Some of the informants pointed out difficulties in answering the CAMI-S stigma instrument, and that may limit the validity and reliability of the results. This instrument was developed to measure community attitudes to MH problems in general, and many of the professionals in this study are used to distinguishing between different types of mental illness (6). Therefore, an instrument that measures attitudes (stigma) in a more nuanced way, more specifically in relation to the workplace, needs to be developed.
Another limitation was that the impact of SEAM on rehabilitation professionals’ supporting behaviors towards service users with MH problems and employers was only evaluated at the 6-month follow-up (T3). It was therefore not possible to analyze significant short-term changes from prior to training (T1) to after training completion (T2). Accordingly, there is a need for research on the short-term changes in supporting behaviors resulting from participation in SEAM training.

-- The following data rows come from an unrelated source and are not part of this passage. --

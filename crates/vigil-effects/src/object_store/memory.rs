//! In-memory object store handler

use super::{validate_bucket, validate_key};
use async_lock::RwLock;
use async_trait::async_trait;
use std::collections::BTreeMap;
use std::sync::Arc;
use vigil_core::effects::{ObjectMetadata, ObjectStoreEffects, ObjectStoreError, UserMetadata};

#[derive(Debug, Clone)]
struct StoredObject {
    content: String,
    metadata: UserMetadata,
}

type Buckets = BTreeMap<String, BTreeMap<String, StoredObject>>;

fn not_found(bucket: &str, key: &str) -> ObjectStoreError {
    ObjectStoreError::NotFound {
        bucket: bucket.to_string(),
        key: key.to_string(),
    }
}

/// In-memory object store handler
#[derive(Debug, Clone, Default)]
pub struct MemoryObjectStoreHandler {
    buckets: Arc<RwLock<Buckets>>,
}

impl MemoryObjectStoreHandler {
    /// Create an empty store
    pub fn new() -> Self {
        Self::default()
    }
}

#[async_trait]
impl ObjectStoreEffects for MemoryObjectStoreHandler {
    async fn read_object(&self, bucket: &str, key: &str) -> Result<String, ObjectStoreError> {
        validate_bucket(bucket)?;
        validate_key(key)?;
        let buckets = self.buckets.read().await;
        buckets
            .get(bucket)
            .and_then(|objects| objects.get(key))
            .map(|object| object.content.clone())
            .ok_or_else(|| not_found(bucket, key))
    }

    async fn write_object_with_metadata(
        &self,
        bucket: &str,
        key: &str,
        content: &str,
        metadata: &UserMetadata,
    ) -> Result<(), ObjectStoreError> {
        validate_bucket(bucket)?;
        validate_key(key)?;
        let mut buckets = self.buckets.write().await;
        buckets.entry(bucket.to_string()).or_default().insert(
            key.to_string(),
            StoredObject {
                content: content.to_string(),
                metadata: metadata.clone(),
            },
        );
        Ok(())
    }

    async fn object_metadata(
        &self,
        bucket: &str,
        key: &str,
    ) -> Result<ObjectMetadata, ObjectStoreError> {
        validate_bucket(bucket)?;
        validate_key(key)?;
        let buckets = self.buckets.read().await;
        buckets
            .get(bucket)
            .and_then(|objects| objects.get(key))
            .map(|object| ObjectMetadata {
                content_length: object.content.len() as u64,
                user_metadata: object.metadata.clone(),
            })
            .ok_or_else(|| not_found(bucket, key))
    }

    async fn list_objects(
        &self,
        bucket: &str,
        prefix: Option<&str>,
    ) -> Result<Vec<String>, ObjectStoreError> {
        validate_bucket(bucket)?;
        let buckets = self.buckets.read().await;
        let keys = buckets
            .get(bucket)
            .map(|objects| {
                objects
                    .keys()
                    .filter(|k| prefix.map(|p| k.starts_with(p)).unwrap_or(true))
                    .cloned()
                    .collect()
            })
            .unwrap_or_default();
        Ok(keys)
    }

    async fn delete_object(&self, bucket: &str, key: &str) -> Result<(), ObjectStoreError> {
        validate_bucket(bucket)?;
        validate_key(key)?;
        let mut buckets = self.buckets.write().await;
        if let Some(objects) = buckets.get_mut(bucket) {
            objects.remove(key);
        }
        Ok(())
    }

    async fn delete_objects(&self, bucket: &str, keys: &[String]) -> Result<(), ObjectStoreError> {
        validate_bucket(bucket)?;
        for key in keys {
            validate_key(key)?;
        }
        let mut buckets = self.buckets.write().await;
        if let Some(objects) = buckets.get_mut(bucket) {
            for key in keys {
                objects.remove(key);
            }
        }
        Ok(())
    }

    async fn object_exists(&self, bucket: &str, key: &str) -> Result<bool, ObjectStoreError> {
        validate_bucket(bucket)?;
        validate_key(key)?;
        let buckets = self.buckets.read().await;
        Ok(buckets
            .get(bucket)
            .map(|objects| objects.contains_key(key))
            .unwrap_or(false))
    }
}

#[cfg(test)]
mod tests {
    use super::*;

    #[tokio::test]
    async fn listing_is_key_ordered_and_prefix_filtered() {
        let store = MemoryObjectStoreHandler::new();
        for key in ["b/2", "a/1", "b/1"] {
            store.write_object("bucket", key, key).await.unwrap();
        }

        assert_eq!(
            store.list_objects("bucket", Some("b/")).await.unwrap(),
            vec!["b/1".to_string(), "b/2".to_string()]
        );
        assert!(store.object_exists("bucket", "a/1").await.unwrap());
        assert!(!store.object_exists("other", "a/1").await.unwrap());
    }

    #[tokio::test]
    async fn metadata_follows_writes_and_copies() {
        let store = MemoryObjectStoreHandler::new();
        let metadata = UserMetadata::from([("owner".to_string(), "qa".to_string())]);
        store
            .write_object_with_metadata("src", "report.csv", "a,b\n", &metadata)
            .await
            .unwrap();
        store.copy_object("src", "report.csv", "dst", "report.csv").await.unwrap();

        let head = store.object_metadata("dst", "report.csv").await.unwrap();
        assert_eq!(head.content_length, 4);
        assert_eq!(head.user_metadata, metadata);

        store.write_object("src", "report.csv", "x").await.unwrap();
        let head = store.object_metadata("src", "report.csv").await.unwrap();
        assert!(head.user_metadata.is_empty());
        assert!(store.object_metadata("src", "absent").await.is_err());
    }

    #[tokio::test]
    async fn batch_delete_skips_missing_keys() {
        let store = MemoryObjectStoreHandler::new();
        for key in ["a", "b", "c"] {
            store.write_object("bucket", key, key).await.unwrap();
        }

        let keys = vec!["a".to_string(), "c".to_string(), "zzz".to_string()];
        store.delete_objects("bucket", &keys).await.unwrap();

        assert_eq!(store.list_objects("bucket", None).await.unwrap(), vec!["b".to_string()]);
    }
}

The lack of a randomized controlled study design may limit generalization of the results. Such a design would be necessary to verify whether the impact demonstrated is a result of the SEAM intervention or mainly due to other circumstances related to the participating individuals, their organizations, or work procedures. There is also a need to investigate SEAM’s effect on employers’ attitudes, knowledge, and supporting behaviors. This was not possible within the framework of this project. To evaluate SEAM using qualitative methods such as focus groups with rehabilitation professionals and employers, and to further develop SEAM based on such results is also needed. In summary, SEAM needs to be further researched before the intervention is scaled up within the framework of current RTW services.
Conclusions
SEAM may improve rehabilitation professional attitudes towards persons with MH problems and provide them with increased mental health literacy in relation to work that focuses on service users’ resources and work ability, as well as employers’ support needs. SEAM may also increase and improve professionals’ supporting behaviors towards service users and employers. This in turn can reduce employers’ negative attitudes, fear and uncertainty, and increase the chances of successful RTW for persons with MH problems. However, evaluating SEAM in a randomized controlled study design is necessary to verify that the demonstrated effects are a result of the SEAM intervention and not dependent on other circumstances.
Footnotes
Acknowledgments
The authors thank the rehabilitation professionals and the Swedish Public Employment Service who made this study possible. This work was supported by the Swedish Social Insurance Agency (Dnr: 057826-2014) and the Lund University Faculty of Medicine.
Conflict of interest
The authors declare no conflicts of interest.
Informed consent
Informed consent was obtained from each individual participant included in the study.
Research involving human participants and/or animals
All procedures were in accordance with the ethical standards of the responsible committee on human experimentation (institutional and national) and with the Declaration of Helsinki of 1975, as revised in 2000. The Regional Ethical Board in Lund, Sweden (Dnr 2015/90) approved the study.